Dick Cannings, the NDP candidate for Penticton, said the NDP would adopt an approach to health spending that focused on the patients.

“The Liberals have been going around spending money from the health capital budget based on political needs rather than health needs.” said Cannings, adding that a proper plan was needed on how to spend health capital dollars. “I think the NDP would do that quickly and I think the Penticton patient care tower would fare very well in such a comparison.”

One of the strongest points about this budget, according to the Liberals, is that it is balanced. Ashton, speaking as a Liberal candidate, said that the provincial budget mirrors what he and the past two councils have been working on in Penticton.

“I think it is long overdue that senior levels of government should have to have balanced budgets,” said Ashton. “We’ve shown astute fiscal and financial practice and this is what the province is doing right now.”

Cannings feels the Liberal budget shows a lack of vision for the future of the province.

“I think the Liberals haven’t really helped themselves or gained any traction with this budget.

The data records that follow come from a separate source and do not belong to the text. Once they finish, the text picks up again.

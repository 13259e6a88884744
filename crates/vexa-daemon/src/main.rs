//! vexa-daemon - HTTP API for Vexa integrations.

use std::path::PathBuf;

use anyhow::{Context, Result};
use clap::Parser;
use tracing::{info, warn};
use tracing_subscriber::EnvFilter;
use tracing_subscriber::layer::SubscriberExt;
use tracing_subscriber::util::SubscriberInitExt;
use vexa_core::config::VexaConfig;
use vexa_core::credentials::AdminSecret;
use vexa_core::db::Database;
use vexa_daemon::{AppState, router};

/// vexa-daemon - credit-metered HTTP API
#[derive(Parser, Debug)]
#[command(name = "vexa-daemon")]
#[command(version, about, long_about = None)]
struct Args {
    /// Path to configuration file
    #[arg(short, long, default_value = "vexa.toml")]
    config: PathBuf,

    /// Log level (trace, debug, info, warn, error)
    #[arg(long, default_value = "info")]
    log_level: String,

    /// Log file path (logs to stdout if not specified)
    #[arg(long)]
    log_file: Option<PathBuf>,

    /// Listen address, overriding the configuration file
    #[arg(long)]
    listen: Option<String>,
}

#[tokio::main]
async fn main() -> Result<()> {
    let args = Args::parse();

    let filter = EnvFilter::try_new(&args.log_level).unwrap_or_else(|_| EnvFilter::new("info"));
    if let Some(log_file) = &args.log_file {
        let file = std::fs::OpenOptions::new()
            .create(true)
            .append(true)
            .open(log_file)
            .context("failed to open log file")?;
        tracing_subscriber::registry()
            .with(filter)
            .with(
                tracing_subscriber::fmt::layer()
                    .with_writer(file)
                    .with_ansi(false),
            )
            .init();
    } else {
        tracing_subscriber::registry()
            .with(filter)
            .with(tracing_subscriber::fmt::layer())
            .init();
    }

    let mut config = if args.config.exists() {
        VexaConfig::from_file(&args.config).context("failed to load configuration")?
    } else {
        info!(path = %args.config.display(), "configuration file not found, using defaults");
        VexaConfig::default()
    };
    if let Some(listen) = args.listen {
        config.api.listen_addr = listen;
    }

    let admin_secret = AdminSecret::from_env(&config.api.admin_secret_env);
    if !admin_secret.is_configured() {
        warn!(
            env = %config.api.admin_secret_env,
            "administrative secret not set, admin routes are disabled"
        );
    }

    let db = Database::open(&config.database).context("failed to open database")?;
    let state = AppState::new(db, &config.api, admin_secret).context("failed to prepare schema")?;

    let listener = tokio::net::TcpListener::bind(&config.api.listen_addr)
        .await
        .with_context(|| format!("failed to bind {}", config.api.listen_addr))?;
    info!(addr = %config.api.listen_addr, db = %config.database.path.display(), "API server listening");

    axum::serve(listener, router(state))
        .with_graceful_shutdown(shutdown_signal())
        .await
        .context("API server error")?;

    info!("API server stopped");
    Ok(())
}

async fn shutdown_signal() {
    if let Err(e) = tokio::signal::ctrl_c().await {
        warn!(error = %e, "failed to listen for shutdown signal");
        std::future::pending::<()>().await;
    }
    info!("shutdown requested");
}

It has no vision in it other than a desperate attempt to create a balanced budget,” said Cannings.

Balancing the budget is being done through a combination of methods. Besides the controversial move to sell off government-owned properties, it includes raising the corporate tax rate by one per cent, increasing personal income tax in the highest tax brackets, and raising MSP premiums while slowing spending on health.

Some of the budget items, Cannings notes, were taken from the NDP platform.

“Bumping that corporate income tax up a point or two is what we have been planning and what we have been saying to the business community for months and months now,” said Cannings. “They are admitting that there is plenty of tax room in B.C. Perhaps it is time to do some prudent small steps of raising that tax income.”

School districts, which have been dealing with shortfalls over the past several years, aren’t earmarked for any significant help in the 2013 budget, other than the targeted funding of the Learning Improvement Fund, which the budget promises to continue funding.

In the long term, some parents may be able to benefit from the Early Years Strategy outlined in the budget, which promises $6 million in 2013/14 for the creation of new childcare spaces, and improving early childhood development programs and child care services.

The B.C. Training and Education Savings grant may also benefit some South Okanagan families. Once the child turns six and enters elementary school, families with a Registered Education Savings Plan in place will be eligible to receive a $1,200 grant, to help with the cost of studies or skills training after high school.

For Ashton, the highlight is that the Liberal budget focuses on growing the economy, not growing government.

“I think that is very important. They are controlling spending and that is what they are doing before asking taxpayers for additional resources,” said Ashton. “Anybody can run a deficit. You start addressing desires, you don’t address needs. When you do that, you get in trouble.”